U.S. National Register of Historic Places
- Designated: August 3, 2015
- Reference no.: 15000502

= Breese Stevens Field =

Athletic field in Madison, Wisconsin

Breese Stevens Field, officially Breese Stevens Municipal Athletic Field, is a multi-purpose stadium in Madison, Wisconsin. Located eight blocks northeast of the Wisconsin State Capitol on the Madison Isthmus, it is the oldest extant masonry grandstand in Wisconsin.

The field is named in honor of Breese J. Stevens, a mayor of Madison and later a University of Wisconsin–Madison regent. His widow, Elizabeth Farmer Stevens, enlisted her daughter's brother in law Joseph W. "Bud" Jackson to sell the marshy block her husband acquired decades earlier.

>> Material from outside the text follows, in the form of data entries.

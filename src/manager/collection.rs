use std::cmp::Ordering;

/// Ordered, in-memory list of records of one kind.
///
/// Reads hand out copies: `all`, `sorted_by` and `filtered` never expose or
/// reorder the internal list.
#[derive(Debug, Clone)]
pub(crate) struct Collection<T> {
    items: Vec<T>,
}

impl<T> Default for Collection<T> {
    fn default() -> Self {
        Self { items: Vec::new() }
    }
}

impl<T> Collection<T> {
    pub(crate) fn new() -> Self {
        Self::default()
    }

    /// Appends without deduplication.
    pub(crate) fn add(&mut self, item: T) -> bool {
        self.items.push(item);
        true
    }

    pub(crate) fn clear(&mut self) {
        self.items.clear();
    }

    pub(crate) fn len(&self) -> usize {
        self.items.len()
    }

    pub(crate) fn is_empty(&self) -> bool {
        self.items.is_empty()
    }

    pub(crate) fn iter(&self) -> std::slice::Iter<'_, T> {
        self.items.iter()
    }

    pub(crate) fn find<P>(&self, mut predicate: P) -> Option<&T>
    where
        P: FnMut(&T) -> bool,
    {
        self.items.iter().find(|item| predicate(item))
    }

    /// Replace the first match in place and drop any later matches; append
    /// when nothing matches.
    pub(crate) fn replace_where<P>(&mut self, mut predicate: P, item: T)
    where
        P: FnMut(&T) -> bool,
    {
        match self.items.iter().position(&mut predicate) {
            Some(idx) => {
                self.items[idx] = item;
                let mut pos = 0;
                self.items.retain(|existing| {
                    let keep = pos <= idx || !predicate(existing);
                    pos += 1;
                    keep
                });
            }
            None => self.items.push(item),
        }
    }

    /// Remove every match, returning how many were removed.
    pub(crate) fn remove_where<P>(&mut self, mut predicate: P) -> usize
    where
        P: FnMut(&T) -> bool,
    {
        let before = self.items.len();
        self.items.retain(|item| !predicate(item));
        before - self.items.len()
    }
}

impl<T: PartialEq> Collection<T> {
    /// Remove the first value-equal occurrence.
    pub(crate) fn remove(&mut self, item: &T) -> bool {
        match self.items.iter().position(|existing| existing == item) {
            Some(idx) => {
                self.items.remove(idx);
                true
            }
            None => false,
        }
    }
}

impl<T: Clone> Collection<T> {
    pub(crate) fn all(&self) -> Vec<T> {
        self.items.clone()
    }

    /// Stable sort of a copy; equal keys keep their current relative order.
    pub(crate) fn sorted_by<F>(&self, compare: F) -> Vec<T>
    where
        F: FnMut(&T, &T) -> Ordering,
    {
        let mut sorted = self.items.clone();
        sorted.sort_by(compare);
        sorted
    }

    pub(crate) fn filtered<P>(&self, mut predicate: P) -> Vec<T>
    where
        P: FnMut(&T) -> bool,
    {
        self.items
            .iter()
            .filter(|item| predicate(item))
            .cloned()
            .collect()
    }
}

impl<T> Extend<T> for Collection<T> {
    fn extend<I: IntoIterator<Item = T>>(&mut self, iter: I) {
        self.items.extend(iter);
    }
}

impl<'a, T> IntoIterator for &'a Collection<T> {
    type Item = &'a T;
    type IntoIter = std::slice::Iter<'a, T>;

    fn into_iter(self) -> Self::IntoIter {
        self.items.iter()
    }
}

Jackson suggested the block should become an athletic field, and be named for Mr. Stevens. The complex was designated as a Madison Landmark in 1995 and was accepted for inclusion on the National Register of Historic Places and the Wisconsin State Register of Historic Places in 2014.

The venue currently seats nearly 5,000, which can be expanded to 9,333 for concerts.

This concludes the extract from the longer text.